*What is expected*
For each line below, check for "renamed"; give only the total of lines where it occurs.

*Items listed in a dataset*

┌──

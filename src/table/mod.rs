//! In-memory CSV tables.
//!
//! A [`Table`] is a header row plus string cells. Cells an outer join could
//! not fill are empty strings.

pub mod join;
pub mod loader;

use crate::error::{Result, TableError};

/// A named table of string cells.
#[derive(Debug, Clone, PartialEq, Eq)]
pub struct Table {
    name: String,
    headers: Vec<String>,
    rows: Vec<Vec<String>>,
}

impl Table {
    /// Build a table from headers and rows. Rows shorter than the header are
    /// padded with empty cells.
    pub fn new(name: impl Into<String>, headers: Vec<String>, rows: Vec<Vec<String>>) -> Self {
        let width = headers.len();
        let rows = rows
            .into_iter()
            .map(|mut row| {
                row.resize(width, String::new());
                row
            })
            .collect();

        Self {
            name: name.into(),
            headers,
            rows,
        }
    }

    pub fn name(&self) -> &str {
        &self.name
    }

    /// Rename the table (names appear in error messages).
    pub fn renamed(mut self, name: impl Into<String>) -> Self {
        self.name = name.into();
        self
    }

    pub fn headers(&self) -> &[String] {
        &self.headers
    }

    pub fn rows(&self) -> &[Vec<String>] {
        &self.rows
    }

    pub fn len(&self) -> usize {
        self.rows.len()
    }

    pub fn is_empty(&self) -> bool {
        self.rows.is_empty()
    }

    /// Position of a column, or `MissingColumn`.
    pub fn column_index(&self, column: &str) -> Result<usize> {
        self.headers
            .iter()
            .position(|h| h == column)
            .ok_or_else(|| TableError::MissingColumn {
                table: self.name.clone(),
                column: column.to_string(),
            })
    }

    /// All values of one column, in row order.
    pub fn column(&self, column: &str) -> Result<Vec<&str>> {
        let idx = self.column_index(column)?;
        Ok(self.rows.iter().map(|row| row[idx].as_str()).collect())
    }

    /// Value of a single cell.
    pub fn cell(&self, row: usize, column: &str) -> Result<Option<&str>> {
        let idx = self.column_index(column)?;
        Ok(self.rows.get(row).map(|r| r[idx].as_str()))
    }

    /// Append columns to the table. `values` holds one row of new cells per
    /// existing row, in the same order as `columns`.
    pub fn with_columns(mut self, columns: &[&str], values: Vec<Vec<String>>) -> Result<Self> {
        for column in columns {
            if self.headers.iter().any(|h| h == column) {
                return Err(TableError::DuplicateColumn {
                    table: self.name.clone(),
                    column: column.to_string(),
                });
            }
        }
        self.headers.extend(columns.iter().map(|c| c.to_string()));

        let mut values = values.into_iter();
        for row in &mut self.rows {
            let mut extra = values.next().unwrap_or_default();
            extra.resize(columns.len(), String::new());
            row.extend(extra);
        }

        Ok(self)
    }
}
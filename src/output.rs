//! Output formatting controls shared by all commands.

use serde::Serialize;
use serde_json::{json, Map, Value};

/// Output control settings from CLI flags.
#[derive(Debug, Clone, Default)]
pub struct OutputControls {
    pub json: bool,
    pub compact: bool,
    pub fields: Option<String>,
}

impl OutputControls {
    /// Render data as JSON according to output controls.
    pub fn emit<T: Serialize>(&self, data: &T) -> String {
        let value = serde_json::to_value(data).unwrap_or(json!(null));

        let filtered = match self.fields.as_deref().map(field_list) {
            Some(fields) if !fields.is_empty() => keep_fields(value, &fields),
            _ => value,
        };

        render(&filtered, self.compact)
    }

    /// Print data to stdout according to output controls.
    pub fn print<T: Serialize>(&self, data: &T) {
        println!("{}", self.emit(data));
    }
}

fn render(value: &Value, compact: bool) -> String {
    let rendered = if compact {
        serde_json::to_string(value)
    } else {
        serde_json::to_string_pretty(value)
    };
    rendered.unwrap_or_else(|_| "null".to_string())
}

/// Split `--fields` into names; blanks from stray commas are dropped.
fn field_list(fields: &str) -> Vec<&str> {
    fields
        .split(',')
        .map(str::trim)
        .filter(|f| !f.is_empty())
        .collect()
}

/// Keep only the listed keys of each row. Link lists are arrays of rows;
/// summaries are a single object.
fn keep_fields(value: Value, fields: &[&str]) -> Value {
    match value {
        Value::Array(rows) => {
            Value::Array(rows.into_iter().map(|row| keep_fields(row, fields)).collect())
        }
        Value::Object(mut row) => {
            let kept: Map<String, Value> = fields
                .iter()
                .filter_map(|field| row.remove(*field).map(|v| (field.to_string(), v)))
                .collect();
            Value::Object(kept)
        }
        other => other,
    }
}

/// Failure report printed in `--json` mode.
#[derive(Debug, Serialize)]
struct ErrorReport {
    success: bool,
    error: String,
    /// Underlying causes, outermost first (e.g. the file, then the CSV row).
    #[serde(skip_serializing_if = "Vec::is_empty")]
    causes: Vec<String>,
}

/// Format a command failure as JSON, keeping the context chain as `causes`.
pub fn format_error(error: &anyhow::Error) -> String {
    let report = ErrorReport {
        success: false,
        error: error.to_string(),
        causes: error.chain().skip(1).map(|cause| cause.to_string()).collect(),
    };
    serde_json::to_string(&report)
        .unwrap_or_else(|_| json!({ "success": false, "error": error.to_string() }).to_string())
}
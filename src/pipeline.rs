//! Load → join → extract → match → export, as plain functions.
//!
//! Nothing here holds state between calls; each step takes its inputs and
//! returns its outputs.

use std::path::Path;

use anyhow::{anyhow, Context, Result};

use crate::config::{
    ColumnMap, DatasetLayout, IdColumns, Side, EXPORT_COLUMNS, FINANCE, LINK_SCORE_COLUMN,
    PROCUREMENT,
};
use crate::linker::{records, Link, Record};
use crate::table::{join, Table};

/// Both joined registries.
#[derive(Debug, Clone)]
pub struct Datasets {
    pub finance: Table,
    pub procurement: Table,
}

/// Records extracted from both registries, in table row order.
#[derive(Debug, Clone)]
pub struct RecordSets {
    pub finance: Vec<Record>,
    pub procurement: Vec<Record>,
}

/// Load every table of a dataset and outer-join them on its key.
pub fn load_dataset(layout: &DatasetLayout, data_dir: &Path) -> Result<Table> {
    let mut tables = Vec::with_capacity(layout.files.len());
    for path in layout.paths(data_dir) {
        let table = Table::load(&path)
            .with_context(|| format!("Failed to load {} table {:?}", layout.name, path))?;
        tracing::info!("Loaded {} rows from {:?}", table.len(), path);
        tables.push(table);
    }

    let joined = join::outer_join_all(&tables, layout.key)
        .with_context(|| format!("Failed to join {} tables on '{}'", layout.name, layout.key))?
        .ok_or_else(|| anyhow!("Dataset '{}' has no tables", layout.name))?;

    tracing::info!(
        "Joined {} dataset: {} rows, {} columns",
        layout.name,
        joined.len(),
        joined.headers().len()
    );
    Ok(joined.renamed(layout.name))
}

/// Load and join the finance and procurement registries.
pub fn load_datasets(data_dir: &Path) -> Result<Datasets> {
    Ok(Datasets {
        finance: load_dataset(&FINANCE, data_dir)?,
        procurement: load_dataset(&PROCUREMENT, data_dir)?,
    })
}

/// Pull name/locality records out of both joined tables.
pub fn extract_records(datasets: &Datasets, columns: &ColumnMap) -> Result<RecordSets> {
    let finance = records(
        &datasets.finance,
        &columns.finance_name,
        columns.finance_locality.as_deref(),
    )
    .context("Failed to read finance records")?;

    let procurement = records(
        &datasets.procurement,
        &columns.procurement_name,
        columns.procurement_locality.as_deref(),
    )
    .context("Failed to read procurement records")?;

    Ok(RecordSets { finance, procurement })
}

/// Procurement table with `entity_name` and `locality` of each row's best
/// finance match, empty where nothing cleared the threshold.
///
/// `links` must have procurement records as targets.
pub fn export_table(procurement: &Table, links: &[Link<'_>]) -> Result<Table> {
    let mut values = vec![vec![String::new(); EXPORT_COLUMNS.len()]; procurement.len()];
    for link in links {
        if let (Some(best), Some(slot)) = (link.best, values.get_mut(link.target.row)) {
            *slot = vec![best.name().to_string(), best.locality().to_string()];
        }
    }

    procurement
        .clone()
        .with_columns(&EXPORT_COLUMNS, values)
        .context("Failed to add match columns to procurement table")
}

/// One `finance id, procurement id, score` row per linked pair, in link
/// order. Targets without a match are left out.
///
/// `primary` says which registry the link targets came from; the id columns
/// are written finance first either way.
pub fn id_mapping_table(
    datasets: &Datasets,
    ids: &IdColumns,
    primary: Side,
    links: &[Link<'_>],
) -> Result<Table> {
    let finance_ids = datasets
        .finance
        .column(&ids.finance)
        .context("Failed to read finance ids")?;
    let procurement_ids = datasets
        .procurement
        .column(&ids.procurement)
        .context("Failed to read procurement ids")?;
    let id_at = |column: &[&str], row: usize| column.get(row).copied().unwrap_or_default().to_string();

    let rows = links
        .iter()
        .filter_map(|link| {
            let best = link.best?;
            let (finance_row, procurement_row) = match primary {
                Side::Finance => (link.target.row, best.candidate.row),
                Side::Procurement => (best.candidate.row, link.target.row),
            };
            Some(vec![
                id_at(&finance_ids[..], finance_row),
                id_at(&procurement_ids[..], procurement_row),
                best.score.to_string(),
            ])
        })
        .collect();

    Ok(Table::new(
        "links",
        vec![ids.finance.clone(), ids.procurement.clone(), LINK_SCORE_COLUMN.to_string()],
        rows,
    ))
}

#[cfg(test)]
mod tests {
    use super::*;
    use crate::linker::{link_all, LocalityGate, Matcher, Scorer};

    #[test]
    fn test_export_fills_only_matched_rows() {
        let procurement = Table::new(
            "procurement",
            vec!["geo_id".into(), "name".into(), "country_iso2".into()],
            vec![
                vec!["g1".into(), "Acme Corp".into(), "US".into()],
                vec!["g2".into(), "Unknown Vendor".into(), "JP".into()],
            ],
        );
        let targets = records(&procurement, "name", Some("country_iso2")).unwrap();
        let finance = vec![Record::new(0, "Acme Corporation", "US")];
        let matcher = Matcher::new(Scorer::default(), LocalityGate::Exact, Some(44));

        let links = link_all(&targets, &finance, &matcher);
        let exported = export_table(&procurement, &links).unwrap();

        assert_eq!(exported.headers().len(), 5);
        assert_eq!(exported.cell(0, "entity_name").unwrap(), Some("Acme Corporation"));
        assert_eq!(exported.cell(0, "locality").unwrap(), Some("US"));
        assert_eq!(exported.cell(1, "entity_name").unwrap(), Some(""));
        assert_eq!(exported.cell(1, "locality").unwrap(), Some(""));
    }

    #[test]
    fn test_id_mapping_orders_finance_first() {
        let datasets = Datasets {
            finance: Table::new(
                "finance",
                vec!["factset_entity_id".into(), "entity_name".into()],
                vec![
                    vec!["E1".into(), "Acme Corporation".into()],
                    vec!["E2".into(), "Zeta".into()],
                ],
            ),
            procurement: Table::new(
                "procurement",
                vec!["vendor_id".into(), "name".into()],
                vec![vec!["V1".into(), "Acme Corp".into()]],
            ),
        };
        let sets = extract_records(
            &datasets,
            &ColumnMap::for_locality(crate::config::LocalityField::Anywhere),
        )
        .unwrap();
        let matcher = Matcher::new(Scorer::default(), LocalityGate::Off, Some(50));

        let from_finance = link_all(&sets.finance, &sets.procurement, &matcher);
        let table = id_mapping_table(&datasets, &IdColumns::default(), Side::Finance, &from_finance).unwrap();
        assert_eq!(table.headers(), &["factset_entity_id", "vendor_id", "score"]);
        assert_eq!(table.rows(), &[vec!["E1".to_string(), "V1".into(), "72".into()]]);

        let from_procurement = link_all(&sets.procurement, &sets.finance, &matcher);
        let table =
            id_mapping_table(&datasets, &IdColumns::default(), Side::Procurement, &from_procurement).unwrap();
        assert_eq!(table.rows(), &[vec!["E1".to_string(), "V1".into(), "72".into()]]);
    }

    #[test]
    fn test_id_mapping_requires_id_columns() {
        let datasets = Datasets {
            finance: Table::new("finance", vec!["entity_name".into()], vec![]),
            procurement: Table::new("procurement", vec!["vendor_id".into()], vec![]),
        };

        let err = id_mapping_table(&datasets, &IdColumns::default(), Side::Finance, &[]).unwrap_err();
        assert!(format!("{:#}", err).contains("factset_entity_id"));
    }

    #[test]
    fn test_missing_locality_column_is_reported() {
        let datasets = Datasets {
            finance: Table::new("finance", vec!["entity_name".into()], vec![]),
            procurement: Table::new("procurement", vec!["name".into()], vec![]),
        };
        let columns = ColumnMap::for_locality(crate::config::LocalityField::Country);

        let err = extract_records(&datasets, &columns).unwrap_err();
        let chain = format!("{:#}", err);
        assert!(chain.contains("finance records"));
        assert!(chain.contains("iso_country_y"));
    }
}
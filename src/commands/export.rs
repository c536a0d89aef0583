//! `export` command: procurement table augmented with finance matches.

use std::path::Path;

use anyhow::{Context, Result};
use serde::Serialize;

use crate::config::ColumnMap;
use crate::linker::{link_all, LocalityGate, Matcher, Metric};
use crate::output::OutputControls;
use crate::pipeline;

/// Summary of a finished export.
#[derive(Debug, Serialize)]
pub struct ExportSummary {
    pub success: bool,
    pub output: String,
    pub rows: usize,
    pub matched: usize,
    pub min_score: Option<u8>,
    pub metric: Metric,
    pub gate: LocalityGate,
    pub generated_at: String,
}

/// Match every procurement row against finance entities and write the
/// augmented procurement table to `output_path`.
pub fn run(
    data_dir: &Path,
    columns: &ColumnMap,
    matcher: &Matcher,
    output_path: &Path,
    output: &OutputControls,
) -> Result<()> {
    let datasets = pipeline::load_datasets(data_dir)?;
    let sets = pipeline::extract_records(&datasets, columns)?;

    let links = link_all(&sets.procurement, &sets.finance, matcher);
    let matched = links.iter().filter(|l| l.best.is_some()).count();

    let table = pipeline::export_table(&datasets.procurement, &links)?;
    table
        .save(output_path)
        .with_context(|| format!("Failed to write export to {:?}", output_path))?;
    tracing::info!("Wrote {} rows to {:?}", table.len(), output_path);

    if output.json {
        output.print(&ExportSummary {
            success: true,
            output: output_path.display().to_string(),
            rows: table.len(),
            matched,
            min_score: matcher.min_score,
            metric: matcher.scorer.metric,
            gate: matcher.gate,
            generated_at: chrono::Utc::now().to_rfc3339(),
        });
    } else {
        println!(
            "Exported {} rows ({} matched) to {}",
            table.len(),
            matched,
            output_path.display()
        );
    }

    Ok(())
}
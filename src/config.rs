//! Run configuration: data directory, dataset layouts and column choices.

use std::path::{Path, PathBuf};

use clap::ValueEnum;
use serde::Serialize;

use crate::linker::LocalityGate;

/// Environment variable overriding the default data directory.
pub const DATA_DIR_ENV: &str = "ENTITY_LINKER_DATA_DIR";

/// Columns appended to the procurement table by `export`.
pub const EXPORT_COLUMNS: [&str; 2] = ["entity_name", "locality"];

/// Default score `export` matches must exceed.
pub const EXPORT_MIN_SCORE: u8 = 44;

/// Score column written after the two id columns by `links`.
pub const LINK_SCORE_COLUMN: &str = "score";

/// Resolve the data directory.
///
/// Tries in order:
/// 1. explicit path (from `--data-dir`)
/// 2. ENTITY_LINKER_DATA_DIR env var
/// 3. `./data`
///
/// A leading `~` is expanded.
pub fn resolve_data_dir(explicit: Option<&str>) -> PathBuf {
    let raw = match explicit {
        Some(path) => path.to_string(),
        None => std::env::var(DATA_DIR_ENV).unwrap_or_else(|_| "data".to_string()),
    };
    PathBuf::from(shellexpand::tilde(&raw).into_owned())
}

/// Where a dataset's tables live and how they join.
#[derive(Debug, Clone, Copy, PartialEq, Eq)]
pub struct DatasetLayout {
    pub name: &'static str,
    pub dir: &'static str,
    pub files: &'static [&'static str],
    pub key: &'static str,
}

impl DatasetLayout {
    /// Table paths under `data_dir`, in join order.
    pub fn paths(&self, data_dir: &Path) -> Vec<PathBuf> {
        self.files
            .iter()
            .map(|file| data_dir.join(self.dir).join(file))
            .collect()
    }
}

/// Finance entity registry: structure, address, coverage.
pub const FINANCE: DatasetLayout = DatasetLayout {
    name: "finance",
    dir: "finance",
    files: &[
        "factset__ent_entity_structure.csv",
        "factset__ent_entity_address.csv",
        "factset__ent_entity_coverage.csv",
    ],
    key: "factset_entity_id",
};

/// Procurement vendor registry: geo and vendor dimensions.
pub const PROCUREMENT: DatasetLayout = DatasetLayout {
    name: "procurement",
    dir: "procurement",
    files: &["mdl__dim_geo.csv", "mdl__dim_vendor.csv"],
    key: "geo_id",
};

/// Which record set supplies the targets.
#[derive(Debug, Clone, Copy, Default, PartialEq, Eq, Serialize, ValueEnum)]
#[serde(rename_all = "kebab-case")]
pub enum Side {
    #[default]
    Finance,
    Procurement,
}

/// Geographic field used as the locality.
#[derive(Debug, Clone, Copy, Default, PartialEq, Eq, Serialize, ValueEnum)]
#[serde(rename_all = "kebab-case")]
pub enum LocalityField {
    /// ISO country code
    #[default]
    Country,
    /// City name
    City,
    /// No locality; every candidate is scored
    #[value(name = "none")]
    #[serde(rename = "none")]
    Anywhere,
}

impl LocalityField {
    /// Gate matching this field.
    pub fn gate(&self, ignore_case: bool) -> LocalityGate {
        match (self, ignore_case) {
            (LocalityField::Anywhere, _) => LocalityGate::Off,
            (_, true) => LocalityGate::IgnoreCase,
            (_, false) => LocalityGate::Exact,
        }
    }
}

/// Identifier columns written by `links`, finance first.
#[derive(Debug, Clone, PartialEq, Eq, Serialize)]
pub struct IdColumns {
    pub finance: String,
    pub procurement: String,
}

impl Default for IdColumns {
    fn default() -> Self {
        Self {
            finance: FINANCE.key.to_string(),
            procurement: "vendor_id".to_string(),
        }
    }
}

impl IdColumns {
    /// Replace defaults with any explicitly given columns.
    pub fn with_overrides(mut self, finance: Option<String>, procurement: Option<String>) -> Self {
        if let Some(c) = finance {
            self.finance = c;
        }
        if let Some(c) = procurement {
            self.procurement = c;
        }
        self
    }
}

/// Name and locality columns for both joined tables.
#[derive(Debug, Clone, PartialEq, Eq, Serialize)]
pub struct ColumnMap {
    pub finance_name: String,
    pub finance_locality: Option<String>,
    pub procurement_name: String,
    pub procurement_locality: Option<String>,
}

impl ColumnMap {
    /// Default columns for a locality field.
    pub fn for_locality(field: LocalityField) -> Self {
        let (finance_locality, procurement_locality) = match field {
            LocalityField::Country => (Some("iso_country_y"), Some("country_iso2")),
            LocalityField::City => (Some("location_city"), Some("city")),
            LocalityField::Anywhere => (None, None),
        };

        Self {
            finance_name: "entity_name".to_string(),
            finance_locality: finance_locality.map(String::from),
            procurement_name: "name".to_string(),
            procurement_locality: procurement_locality.map(String::from),
        }
    }

    /// Replace defaults with any explicitly given columns.
    pub fn with_overrides(
        mut self,
        finance_name: Option<String>,
        finance_locality: Option<String>,
        procurement_name: Option<String>,
        procurement_locality: Option<String>,
    ) -> Self {
        if let Some(c) = finance_name {
            self.finance_name = c;
        }
        if finance_locality.is_some() {
            self.finance_locality = finance_locality;
        }
        if let Some(c) = procurement_name {
            self.procurement_name = c;
        }
        if procurement_locality.is_some() {
            self.procurement_locality = procurement_locality;
        }
        self
    }
}
//! `links` command: id mapping of linked finance and procurement records.

use std::path::Path;

use anyhow::{Context, Result};
use serde::Serialize;

use crate::config::{ColumnMap, IdColumns, Side};
use crate::linker::{link_all, Matcher};
use crate::output::OutputControls;
use crate::pipeline;

/// Summary of a written id mapping.
#[derive(Debug, Serialize)]
pub struct LinksSummary {
    pub success: bool,
    pub output: String,
    pub primary: Side,
    pub targets: usize,
    pub linked: usize,
    pub id_columns: IdColumns,
    pub min_score: Option<u8>,
    pub generated_at: String,
}

/// Link every `primary` record and write one id pair per match to
/// `output_path`.
pub fn run(
    data_dir: &Path,
    columns: &ColumnMap,
    ids: &IdColumns,
    matcher: &Matcher,
    primary: Side,
    output_path: &Path,
    output: &OutputControls,
) -> Result<()> {
    let datasets = pipeline::load_datasets(data_dir)?;
    let sets = pipeline::extract_records(&datasets, columns)?;

    let (targets, candidates) = match primary {
        Side::Finance => (&sets.finance, &sets.procurement),
        Side::Procurement => (&sets.procurement, &sets.finance),
    };
    let links = link_all(targets, candidates, matcher);

    let table = pipeline::id_mapping_table(&datasets, ids, primary, &links)?;
    table
        .save(output_path)
        .with_context(|| format!("Failed to write id mapping to {:?}", output_path))?;
    tracing::info!("Wrote {} id pairs to {:?}", table.len(), output_path);

    if output.json {
        output.print(&LinksSummary {
            success: true,
            output: output_path.display().to_string(),
            primary,
            targets: targets.len(),
            linked: table.len(),
            id_columns: ids.clone(),
            min_score: matcher.min_score,
            generated_at: chrono::Utc::now().to_rfc3339(),
        });
    } else {
        println!(
            "Linked {} of {} targets to {}",
            table.len(),
            targets.len(),
            output_path.display()
        );
    }

    Ok(())
}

└──

*Expected answer*
2